### Problem description
Copy every line of the data that includes the string "SessionConfig".

### Excerpted data
--------

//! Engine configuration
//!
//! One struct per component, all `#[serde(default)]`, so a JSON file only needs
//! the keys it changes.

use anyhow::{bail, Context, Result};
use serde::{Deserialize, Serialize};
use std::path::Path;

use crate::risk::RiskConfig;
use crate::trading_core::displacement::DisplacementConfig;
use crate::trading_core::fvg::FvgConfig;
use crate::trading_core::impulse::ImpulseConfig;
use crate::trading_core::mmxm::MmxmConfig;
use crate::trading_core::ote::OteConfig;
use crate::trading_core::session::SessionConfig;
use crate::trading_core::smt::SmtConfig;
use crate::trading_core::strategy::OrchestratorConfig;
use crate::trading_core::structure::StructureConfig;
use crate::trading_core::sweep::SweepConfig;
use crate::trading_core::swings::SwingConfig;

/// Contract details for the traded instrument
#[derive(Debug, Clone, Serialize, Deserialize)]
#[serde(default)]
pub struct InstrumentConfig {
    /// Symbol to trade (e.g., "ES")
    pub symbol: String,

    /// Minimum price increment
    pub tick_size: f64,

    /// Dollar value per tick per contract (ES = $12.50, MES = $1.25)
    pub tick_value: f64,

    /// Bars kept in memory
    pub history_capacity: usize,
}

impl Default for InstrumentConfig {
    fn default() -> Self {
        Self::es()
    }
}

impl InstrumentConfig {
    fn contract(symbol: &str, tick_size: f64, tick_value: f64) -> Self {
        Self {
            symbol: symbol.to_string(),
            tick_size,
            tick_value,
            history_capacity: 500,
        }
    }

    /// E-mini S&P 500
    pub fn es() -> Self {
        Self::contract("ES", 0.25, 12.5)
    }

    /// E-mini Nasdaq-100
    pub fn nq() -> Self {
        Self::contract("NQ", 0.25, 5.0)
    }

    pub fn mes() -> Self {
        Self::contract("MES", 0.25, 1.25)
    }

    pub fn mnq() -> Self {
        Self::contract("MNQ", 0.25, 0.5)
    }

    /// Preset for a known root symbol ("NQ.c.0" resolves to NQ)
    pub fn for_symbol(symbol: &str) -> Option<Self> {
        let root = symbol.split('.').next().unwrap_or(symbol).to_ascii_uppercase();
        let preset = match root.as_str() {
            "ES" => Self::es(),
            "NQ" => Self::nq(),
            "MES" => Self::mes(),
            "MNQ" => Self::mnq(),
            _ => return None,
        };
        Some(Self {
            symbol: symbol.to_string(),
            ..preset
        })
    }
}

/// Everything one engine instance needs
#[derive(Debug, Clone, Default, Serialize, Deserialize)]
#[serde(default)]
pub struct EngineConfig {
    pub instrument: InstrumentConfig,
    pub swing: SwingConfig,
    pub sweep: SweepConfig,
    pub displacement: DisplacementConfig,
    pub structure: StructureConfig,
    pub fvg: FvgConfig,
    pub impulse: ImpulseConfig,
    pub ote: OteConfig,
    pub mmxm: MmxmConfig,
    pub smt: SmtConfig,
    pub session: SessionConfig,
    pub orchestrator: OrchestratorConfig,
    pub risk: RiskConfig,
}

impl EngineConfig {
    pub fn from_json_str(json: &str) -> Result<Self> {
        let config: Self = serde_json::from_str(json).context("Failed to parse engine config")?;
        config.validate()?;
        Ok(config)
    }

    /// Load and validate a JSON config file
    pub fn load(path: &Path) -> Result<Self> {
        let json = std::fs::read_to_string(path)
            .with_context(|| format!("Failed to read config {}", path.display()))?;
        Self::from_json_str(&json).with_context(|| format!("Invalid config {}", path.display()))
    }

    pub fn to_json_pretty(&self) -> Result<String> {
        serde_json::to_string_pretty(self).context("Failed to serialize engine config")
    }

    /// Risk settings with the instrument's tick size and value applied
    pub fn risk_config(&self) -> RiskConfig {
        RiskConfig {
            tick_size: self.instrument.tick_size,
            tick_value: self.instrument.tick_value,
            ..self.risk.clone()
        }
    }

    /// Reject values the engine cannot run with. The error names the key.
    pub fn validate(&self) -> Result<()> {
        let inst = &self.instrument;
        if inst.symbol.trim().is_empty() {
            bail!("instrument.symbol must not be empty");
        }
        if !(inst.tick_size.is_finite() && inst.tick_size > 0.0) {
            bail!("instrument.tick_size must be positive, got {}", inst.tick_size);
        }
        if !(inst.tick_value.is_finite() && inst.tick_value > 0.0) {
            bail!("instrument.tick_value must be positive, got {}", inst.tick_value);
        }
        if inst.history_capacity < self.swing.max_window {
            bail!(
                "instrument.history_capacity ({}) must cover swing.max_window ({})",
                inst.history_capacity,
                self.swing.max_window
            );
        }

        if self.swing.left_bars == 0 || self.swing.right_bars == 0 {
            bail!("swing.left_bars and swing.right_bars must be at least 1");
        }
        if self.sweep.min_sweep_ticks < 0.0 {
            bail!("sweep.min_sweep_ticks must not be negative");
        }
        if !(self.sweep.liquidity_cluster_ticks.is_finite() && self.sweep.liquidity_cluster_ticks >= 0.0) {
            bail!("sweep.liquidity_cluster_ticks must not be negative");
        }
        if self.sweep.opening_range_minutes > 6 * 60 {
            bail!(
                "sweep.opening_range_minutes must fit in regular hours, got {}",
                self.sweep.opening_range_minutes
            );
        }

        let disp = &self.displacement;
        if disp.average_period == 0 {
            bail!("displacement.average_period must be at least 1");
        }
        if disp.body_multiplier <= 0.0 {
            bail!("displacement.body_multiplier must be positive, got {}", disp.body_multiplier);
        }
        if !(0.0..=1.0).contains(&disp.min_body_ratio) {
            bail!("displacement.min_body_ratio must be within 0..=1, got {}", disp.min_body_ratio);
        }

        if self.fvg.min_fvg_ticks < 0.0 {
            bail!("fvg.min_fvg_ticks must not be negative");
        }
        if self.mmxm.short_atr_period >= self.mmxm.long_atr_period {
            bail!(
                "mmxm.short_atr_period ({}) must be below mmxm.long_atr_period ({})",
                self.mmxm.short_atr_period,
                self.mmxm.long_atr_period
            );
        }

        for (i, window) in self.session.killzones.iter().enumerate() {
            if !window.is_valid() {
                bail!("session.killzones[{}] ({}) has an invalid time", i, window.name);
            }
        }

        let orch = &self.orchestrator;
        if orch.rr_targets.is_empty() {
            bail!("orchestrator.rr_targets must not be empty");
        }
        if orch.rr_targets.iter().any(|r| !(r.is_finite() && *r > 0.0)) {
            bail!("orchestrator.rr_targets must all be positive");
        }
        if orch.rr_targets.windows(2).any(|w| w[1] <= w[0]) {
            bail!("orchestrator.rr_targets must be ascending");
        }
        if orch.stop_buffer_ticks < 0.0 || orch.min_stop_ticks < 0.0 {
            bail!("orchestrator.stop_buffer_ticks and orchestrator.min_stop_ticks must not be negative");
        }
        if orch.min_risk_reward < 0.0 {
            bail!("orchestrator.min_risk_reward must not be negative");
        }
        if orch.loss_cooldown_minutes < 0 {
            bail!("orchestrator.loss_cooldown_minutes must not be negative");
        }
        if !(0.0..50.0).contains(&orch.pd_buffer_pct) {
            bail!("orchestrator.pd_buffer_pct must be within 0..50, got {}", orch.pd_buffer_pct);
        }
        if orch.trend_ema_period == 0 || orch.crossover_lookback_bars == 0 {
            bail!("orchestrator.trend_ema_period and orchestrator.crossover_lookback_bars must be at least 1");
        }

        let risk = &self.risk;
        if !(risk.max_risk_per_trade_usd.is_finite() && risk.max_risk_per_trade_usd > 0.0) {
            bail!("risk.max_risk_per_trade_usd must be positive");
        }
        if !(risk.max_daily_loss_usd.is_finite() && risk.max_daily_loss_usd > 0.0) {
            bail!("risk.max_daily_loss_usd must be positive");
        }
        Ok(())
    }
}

--------

### Completed task
use crate::trading_core::session::SessionConfig;
    pub session: SessionConfig,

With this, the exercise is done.